A couple of weeks later, she was onto something. An online seller of ornamental fish was looking for someone to write fish dialogue. That is, as the fish swam onto the viewer’s screen—rainbow fish, neon tetras, goldfish, labidochromis caeruleus—they’d have funny little conversations. The website visitor would be so transfixed that, ideally, they’d buy a few of these beauties for their tank. What a hoot. Glynnis submitted a vaudeville routine between a couple of molting fish, and got the job (after a few more tryouts just to confirm that it wasn’t, um, a fluke). The job, which she could do at home while she cared for her brother, paid $19/hr. It wasn’t what she’d been earning, but it was a start.

In fact, it was an amazing start. “I’ve discovered I can do voices,” she said. “I can be another being.” Who would have known? By literally impersonating fish (if that’s not a misuse of the term) she found she had a talent for penetrating others’ mental space and creating incidents to fill it. “These fish can be so funny,” she informed me. “It’s like I’m getting to know them. I’m their alter ego.” As I look back on that conversation, a year or so later, I should have seen where it was going.

For starters, Glynnis was exulting that even at her (more or less) advanced age, she had found new personal resources. She could do what she hadn’t known she could do. The very fact made her happy. It wasn’t as if she’d gone out and learned something; it was, rather, that she had been more than she’d imagined all along. This happens as we age, sometimes. When pushed to the wall, we encounter new aspects of ourselves and deploy them. It can be thrilling.

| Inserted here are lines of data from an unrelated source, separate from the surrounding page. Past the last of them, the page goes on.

impl World {
    pub fn new(width: i32, height: i32, food_count: usize, max_snakes_per_user: usize) -> Self {
        Self::with_rng(
            width,
            height,
            food_count,
            max_snakes_per_user,
            StdRng::from_os_rng(),
        )
    }

    /// Seeded constructor so property tests stay reproducible.
    pub fn with_seed(
        width: i32,
        height: i32,
        food_count: usize,
        max_snakes_per_user: usize,
        seed: u64,
    ) -> Self {
        Self::with_rng(
            width,
            height,
            food_count,
            max_snakes_per_user,
            StdRng::seed_from_u64(seed),
        )
    }

    fn with_rng(
        width: i32,
        height: i32,
        food_count: usize,
        max_snakes_per_user: usize,
        rng: StdRng,
    ) -> Self {
        Self {
            state: Mutex::new(WorldState {
                width,
                height,
                food_count,
                max_snakes_per_user,
                tick: 0,
                world_version: 0,
                next_snake_id: 1,
                snakes: Vec::new(),
                foods: Vec::new(),
                obstacles: Vec::new(),
                input_buffer: HashMap::new(),
                snake_created_at_ms: HashMap::new(),
                dirty_snake_ids: HashSet::new(),
                deleted_snake_ids: HashSet::new(),
                pending_snake_events: Vec::new(),
                world_chunk_dirty: false,
                rng,
                chunk_manager: ChunkManager::new(64, true),
            }),
        }
    }

    fn lock(&self) -> std::sync::MutexGuard<'_, WorldState> {
        self.state.lock().expect("world mutex poisoned")
    }

    pub fn configure_chunking(&self, chunk_size: i32, single_chunk_mode: bool) {
        let mut state = self.lock();
        state.chunk_manager.set_config(chunk_size, single_chunk_mode);
        let state = &mut *state;
        state
            .chunk_manager
            .rebuild(&state.snakes, &state.foods, &state.obstacles, state.tick);
    }

    /// Resets in-memory state from persisted records.
    ///
    /// Records with an unusable id, owner, or liveness are skipped; bodies
    /// decode from the compact form with the stored head as fallback. Foods
    /// come from the chunk record when present, then get topped up. Snakes
    /// overlapping an already-seen cell are re-seeded onto free cells.
    pub fn load_from_storage(&self, stored: Vec<SnakeRecord>, world_chunk: Option<WorldChunk>) {
        let mut guard = self.lock();
        let state = &mut *guard;

        state.snakes.clear();
        state.foods.clear();
        state.input_buffer.clear();
        state.snake_created_at_ms.clear();
        state.dirty_snake_ids.clear();
        state.deleted_snake_ids.clear();
        state.pending_snake_events.clear();
        state.world_chunk_dirty = false;

        let mut max_snake_id = 0;
        for record in &stored {
            let id = parse_i32(&record.snake_id);
            let user_id = parse_i32(&record.owner_user_id);

            let mut body = decode_cells(&record.body_compact);
            if body.is_empty() {
                body.push(Cell::new(record.head_x, record.head_y));
            }

            if id <= 0 || user_id <= 0 || !record.alive {
                continue;
            }

            let snake = Snake {
                id,
                user_id,
                color: if record.color.is_empty() {
                    color_for_user(user_id).to_string()
                } else {
                    record.color.clone()
                },
                dir: Dir::try_from(record.direction).unwrap_or(Dir::Stop),
                paused: record.paused,
                alive: record.alive,
                grow: 0,
                body,
            };
            state.snake_created_at_ms.insert(snake.id, record.created_at);
            max_snake_id = max_snake_id.max(snake.id);
            state.snakes.push(snake);
        }
        state.next_snake_id = max_snake_id + 1;

        if let Some(chunk) = &world_chunk {
            state.foods = decode_foods(&chunk.food_state);
            state.world_version = chunk.version;
            if chunk.width > 0 {
                state.width = chunk.width;
            }
            if chunk.height > 0 {
                state.height = chunk.height;
            }
        }

        spawn::ensure_food_count(
            &state.snakes,
            &mut state.foods,
            state.food_count,
            state.width,
            state.height,
            &mut state.rng,
        );
        state.resolve_overlaps_on_start();

        if world_chunk.is_none() {
            // First boot against an empty store needs an initial world row.
            state.world_chunk_dirty = true;
            state.world_version += 1;
        }

        state
            .chunk_manager
            .rebuild(&state.snakes, &state.foods, &state.obstacles, state.tick);
    }

    /// Advances the simulation one step: movement, collision, spawn.
    ///
    /// Returns whether the tick produced observable change (any event fired
    /// or food moved), so the caller can bump the snapshot sequence.
    pub fn tick(&self) -> bool {
        let mut guard = self.lock();
        let state = &mut *guard;

        let mut before: HashMap<i32, (Dir, bool)> = HashMap::with_capacity(state.snakes.len());
        for s in &state.snakes {
            before.insert(s.id, (s.dir, s.paused));
        }

        movement::run(
            &mut state.snakes,
            &mut state.input_buffer,
            state.width,
            state.height,
        );

        let mut events: Vec<CollisionEvent> = Vec::with_capacity(8);
        let mut food_changed = false;
        collision::run(
            &mut state.snakes,
            &mut state.foods,
            state.width,
            state.height,
            &mut state.rng,
            &mut events,
            &mut food_changed,
        );

        spawn::ensure_food_count(
            &state.snakes,
            &mut state.foods,
            state.food_count,
            state.width,
            state.height,
            &mut state.rng,
        );

        for e in &events {
            state.push_snake_event(e, 0);
            if e.snake_id > 0 {
                state.mark_snake_dirty(e.snake_id);
            }
            if e.other_snake_id > 0 {
                state.mark_snake_dirty(e.other_snake_id);
            }
            if e.event_type == EventType::Death && e.snake_id > 0 {
                state.deleted_snake_ids.insert(e.snake_id);
                state.dirty_snake_ids.remove(&e.snake_id);
            }
        }

        let changed_ids: Vec<i32> = state
            .snakes
            .iter()
            .filter(|s| {
                before
                    .get(&s.id)
                    .is_some_and(|&(dir, paused)| dir != s.dir || paused != s.paused)
            })
            .map(|s| s.id)
            .collect();
        for id in changed_ids {
            state.mark_snake_dirty(id);
        }

        let observable = food_changed || !events.is_empty();
        if observable {
            state.world_chunk_dirty = true;
            state.world_version += 1;
        }

        state.tick += 1;
        state
            .chunk_manager
            .rebuild(&state.snakes, &state.foods, &state.obstacles, state.tick);

        observable
    }

    pub fn tick_id(&self) -> u64 {
        self.lock().tick
    }

    pub fn dimensions(&self) -> (i32, i32) {
        let state = self.lock();
        (state.width, state.height)
    }

    pub fn snapshot(&self) -> WorldSnapshot {
        let state = self.lock();
        WorldSnapshot {
            tick: state.tick,
            w: state.width,
            h: state.height,
            snakes: state.snakes.clone(),
            foods: state.foods.clone(),
        }
    }

    /// Snapshot filtered to a camera's area of interest.
    pub fn snapshot_for_camera(
        &self,
        camera_x: i32,
        camera_y: i32,
        aoi_enabled: bool,
        aoi_radius: i32,
    ) -> WorldSnapshot {
        let state = self.lock();
        let source = WorldSnapshot {
            tick: state.tick,
            w: state.width,
            h: state.height,
            snakes: state.snakes.clone(),
            foods: state.foods.clone(),
        };
        replication::build_snapshot(
            source,
            &state.chunk_manager,
            &ReplicationRequest {
                camera_x,
                camera_y,
                aoi_enabled,
                aoi_radius,
            },
        )
    }

    /// Buffers a direction intent. Returns false unless `user_id` owns the
    /// snake.
    pub fn queue_direction_input(&self, user_id: i32, snake_id: i32, dir: Dir) -> bool {
        let mut state = self.lock();
        if !state
            .snakes
            .iter()
            .any(|s| s.id == snake_id && s.user_id == user_id)
        {
            return false;
        }
        let intent = state.input_buffer.entry(snake_id).or_default();
        intent.has_desired_dir = true;
        intent.desired_dir = dir;
        true
    }

    /// Flips the buffered pause-toggle parity bit. Ownership-checked.
    pub fn queue_pause_toggle(&self, user_id: i32, snake_id: i32) -> bool {
        let mut state = self.lock();
        if !state
            .snakes
            .iter()
            .any(|s| s.id == snake_id && s.user_id == user_id)
        {
            return false;
        }
        let intent = state.input_buffer.entry(snake_id).or_default();
        intent.toggle_pause = !intent.toggle_pause;
        true
    }

    pub fn list_user_snakes(&self, user_id: i32) -> Vec<Snake> {
        self.lock()
            .snakes
            .iter()
            .filter(|s| s.user_id == user_id)
            .cloned()
            .collect()
    }

    /// Creates a snake on a free cell. Returns `None` when the caller
    /// already owns `max_snakes_per_user` snakes.
    pub fn create_snake_for_user(&self, user_id: i32, color: &str) -> Option<i32> {
        let mut guard = self.lock();
        let state = &mut *guard;

        let owned = state.snakes.iter().filter(|s| s.user_id == user_id).count();
        if owned >= state.max_snakes_per_user {
            return None;
        }

        let pos = spawn::rand_free_cell(
            &state.snakes,
            &state.foods,
            state.width,
            state.height,
            &mut state.rng,
        );

        let id = state.next_snake_id;
        state.next_snake_id += 1;
        state.snakes.push(Snake {
            id,
            user_id,
            color: color.to_string(),
            dir: Dir::Stop,
            paused: false,
            alive: true,
            grow: 0,
            body: vec![pos],
        });

        let now = state.tick as i64;
        state.snake_created_at_ms.insert(id, now);
        state.mark_snake_dirty(id);

        state.push_snake_event(
            &CollisionEvent {
                event_type: EventType::Spawn,
                snake_id: id,
                other_snake_id: 0,
                x: pos.x,
                y: pos.y,
                delta_length: 1,
            },
            now,
        );

        Some(id)
    }

    /// Drains all accumulated mutations into a delta and clears the
    /// bookkeeping. The delta is empty iff nothing fired since last drain.
    pub fn drain_persistence_delta(&self, ts_ms: i64) -> PersistenceDelta {
        let mut guard = self.lock();
        let state = &mut *guard;

        let mut delta = PersistenceDelta::default();

        delta.delete_snake_ids.reserve(state.deleted_snake_ids.len());
        for sid in state.deleted_snake_ids.drain() {
            delta.delete_snake_ids.push(sid.to_string());
            state.snake_created_at_ms.remove(&sid);
        }

        let dirty: Vec<i32> = state.dirty_snake_ids.drain().collect();
        for sid in dirty {
            let Some(snake) = state.snakes.iter().find(|s| s.id == sid) else {
                continue;
            };

            let snake_id = snake.id.to_string();
            let last_event_id = state
                .pending_snake_events
                .iter()
                .rev()
                .find(|e| e.snake_id == snake_id)
                .map(|e| e.event_id.clone());

            delta.upsert_snakes.push(SnakeRecord {
                snake_id,
                owner_user_id: snake.user_id.to_string(),
                alive: snake.alive,
                head_x: snake.head().map_or(0, |h| h.x),
                head_y: snake.head().map_or(0, |h| h.y),
                direction: snake.dir.code(),
                paused: snake.paused,
                length_k: snake.body.len() as i32,
                body_compact: encode_cells(&snake.body),
                color: snake.color.clone(),
                is_on_field: true,
                last_event_id,
                created_at: state.snake_created_at_ms.get(&sid).copied().unwrap_or(ts_ms),
                updated_at: ts_ms,
            });
        }

        if state.world_chunk_dirty {
            delta.upsert_world_chunk = Some(WorldChunk {
                chunk_id: "main".to_string(),
                width: state.width,
                height: state.height,
                obstacles: "[]".to_string(),
                food_state: encode_foods(&state.foods),
                version: state.world_version,
                updated_at: ts_ms,
            });
            state.world_chunk_dirty = false;
        }

        delta.snake_events = std::mem::take(&mut state.pending_snake_events);
        for e in &mut delta.snake_events {
            if e.created_at <= 0 {
                e.created_at = ts_ms;
            }
            if e.world_version <= 0 {
                e.world_version = state.world_version;
            }
        }

        delta
    }
}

After making up dialogue for the endless variety of fish stocked by the seller, Glynnis had an idea. “I’m going to be a ghost writer,” she told me. She went on Craigslist, she went on Indeed and Media Bistro, and she found all kinds of ghost-writing gigs. Society doyennes had stories to tell about their years in Monte Carlo. Would-be novelists needed “help” organizing 1,200 pages of manuscript. A scientist knew how to save the world but hadn’t a clue how to write it all up.

Glynnis offered her services. It was hard convincing these people that she could jump from fish to people, but she got some small gigs. In each case, she made the point that getting into another being’s head (or brainstem, or whatever fish use for thinking) isn’t all that different from doing human voices. The idea was so brash and off-the-wall that some people fancied it. “One scientist, a biologist, told me I was absolutely correct in my assessment of mental functionalities,” she said. “He said it was worth some further research.”

In any case, Glynnis was developing a new professional identity, based on nothing more than what she had discovered in herself. S, while age sometimes forces us inwards, leaving us to contemplate the ills of our body, it also forces us to rely on faculties that may have lain dormant, beyond our knowing they were there. Our encounter with ourselves—that is, with this newly enhanced perception of ourselves—can lead to a sense that we have more to contribute.

As a consequence, Glynnis was energized. She said she had found a market that suited her. “A lot of people wish they could say what’s on their minds,” she said, “but they need someone else to say it for them. That’s me.” She had translated an initial burst of delight into self-confidence—into a plan. In effect, she was delighted at her prospects.